[PATCH v1 0/1] Fix race condition in the memory management system

public inbox for linux-mm@kvack.org
 help / color / mirror / Atom feed

* [PATCH v1 0/1] Fix race condition in the memory management system
@ 2026-03-12 13:14 Hubert Mazur
  2026-03-12 13:14 ` [PATCH v1 1/1] mm: fix race condition in the memory management Hubert Mazur
  0 siblings, 1 reply; 4+ messages in thread
From: Hubert Mazur @ 2026-03-12 13:14 UTC (permalink / raw)
  To: Andrew Morton, Mike Rapoport
  Cc: Greg Kroah-Hartman, Stanislaw Kardach, Michal Krawczyk,
	Slawomir Rosek, Ryan Neph, linux-mm, linux-kernel, Hubert Mazur

When 'ARCH_HAS_EXECMEM_ROX' is being enabled the memory management
system will use caching techniques to optimize the allocations. The
logic tries to find the appropriate memory block based on requested
size. This can fail if current allocations is not sufficient hence
kernel allocates a new block large enough in regards to the request.
After the allocation is done, the new block is being added to the
free_areas tree and then - traverses the tree with hope to find the
matching piecie of memory.
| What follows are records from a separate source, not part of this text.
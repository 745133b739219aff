//! Transform component and utilities for spatial positioning.

use glam::{Mat4, Quat, Vec3};

/// A 3D transform representing position, rotation, and scale.
#[derive(Debug, Clone, Copy, PartialEq)]
pub struct Transform {
    pub position: Vec3,
    pub rotation: Quat,
    pub scale: Vec3,
}

impl Default for Transform {
    fn default() -> Self {
        Self {
            position: Vec3::ZERO,
            rotation: Quat::IDENTITY,
            scale: Vec3::ONE,
        }
    }
}

impl Transform {
    /// Create a new transform at the given position.
    pub fn from_position(position: Vec3) -> Self {
        Self {
            position,
            ..Default::default()
        }
    }

    /// Create a new transform with position and rotation.
    pub fn from_position_rotation(position: Vec3, rotation: Quat) -> Self {
        Self {
            position,
            rotation,
            ..Default::default()
        }
    }

    /// Get the forward direction (negative Z in right-handed coordinates).
    pub fn forward(&self) -> Vec3 {
        self.rotation * -Vec3::Z
    }

    /// Get the right direction (positive X).
    pub fn right(&self) -> Vec3 {
        self.rotation * Vec3::X
    }

    /// Get the up direction (positive Y).
    pub fn up(&self) -> Vec3 {
        self.rotation * Vec3::Y
    }

    /// Translate the transform by a delta.
    pub fn translate(&mut self, delta: Vec3) {
        self.position += delta;
    }

    /// Rotate around the Y axis (yaw).
    pub fn rotate_y(&mut self, angle: f32) {
        self.rotation = Quat::from_rotation_y(angle) * self.rotation;
    }

    /// Rotate around the local X axis (pitch).
    pub fn rotate_x(&mut self, angle: f32) {
        self.rotation = self.rotation * Quat::from_rotation_x(angle);
    }

    /// Look at a target position.
    pub fn look_at(&mut self, target: Vec3, up: Vec3) {
        let forward = target - self.position;
        if forward.length_squared() > 0.0001 {
            self.rotation = Quat::from_mat4(&Mat4::look_at_rh(self.position, target, up)).inverse();
        }
    }
}

#[cfg(test)]
mod tests {
    use super::*;

    #[test]
    fn default_faces_negative_z() {
        let t = Transform::default();
        assert!((t.forward() - Vec3::new(0.0, 0.0, -1.0)).length() < 1e-5);
    }

    #[test]
    fn rotate_y_turns_forward() {
        let mut t = Transform::default();
        t.rotate_y(std::f32::consts::FRAC_PI_2);
        // Quarter turn left: forward goes from -Z to -X.
        assert!((t.forward() - Vec3::new(-1.0, 0.0, 0.0)).length() < 1e-5);
    }

    #[test]
    fn look_at_points_forward_at_target() {
        let mut t = Transform::from_position(Vec3::new(0.0, 1.0, 0.0));
        t.look_at(Vec3::new(0.0, 1.0, -5.0), Vec3::Y);
        assert!((t.forward() - Vec3::new(0.0, 0.0, -1.0)).length() < 1e-4);
    }
}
The operations of allocating new memory and
traversing the tree are not protected by mutex and thus there is a
chance that some other process will "steal" this shiny new block. It's a
classic race condition for resources. Fix this accordingly by moving a
new block of memory to busy fragments instead of free and return the
pointer to memory. This simplifies the allocation logic since we don't
firstly extend the free areas just to take it a bit later. In case the
new memory allocation is required - do it and return to the caller.

Hubert Mazur (1):
  mm: fix race condition in the memory management

 mm/execmem.c | 36 +++++++++++++++++-------------------
 1 file changed, 17 insertions(+), 19 deletions(-)

-- 
2.53.0.851.ga537e3e6e9-goog

^ permalink raw reply	[flat|nested] 4+ messages in thread

* [PATCH v1 1/1] mm: fix race condition in the memory management
  2026-03-12 13:14 [PATCH v1 0/1] Fix race condition in the memory management system Hubert Mazur
@ 2026-03-12 13:14 ` Hubert Mazur
  2026-03-12 13:42   ` Mike Rapoport
  0 siblings, 1 reply; 4+ messages in thread
From: Hubert Mazur @ 2026-03-12 13:14 UTC (permalink / raw)
  To: Andrew Morton, Mike Rapoport
  Cc: Greg Kroah-Hartman, Stanislaw Kardach, Michal Krawczyk,
	Slawomir Rosek, Ryan Neph, linux-mm, linux-kernel, Hubert Mazur

When 'ARCH_HAS_EXECMEM_ROX' is being enabled the memory management
system will use caching techniques to optimize the allocations. The
logic tries to find the appropriate memory block based on requested
size. This can fail if current allocations is not sufficient hence
kernel allocates a new block large enough in regards to the request.
After the allocation is done, the new block is being added to the
free_areas tree and then - traverses the tree with hope to find the
matching piecie of memory. The operations of allocating new memory and
traversing the tree are not protected by mutex and thus there is a
chance that some other process will "steal" this shiny new block. It's a
classic race condition for resources. Fix this accordingly by moving a
new block of memory to busy fragments instead of free and return the
pointer to memory. This simplifies the allocation logic since we don't
firstly extend the free areas just to take it a bit later. In case the
new memory allocation is required - do it and return to the caller.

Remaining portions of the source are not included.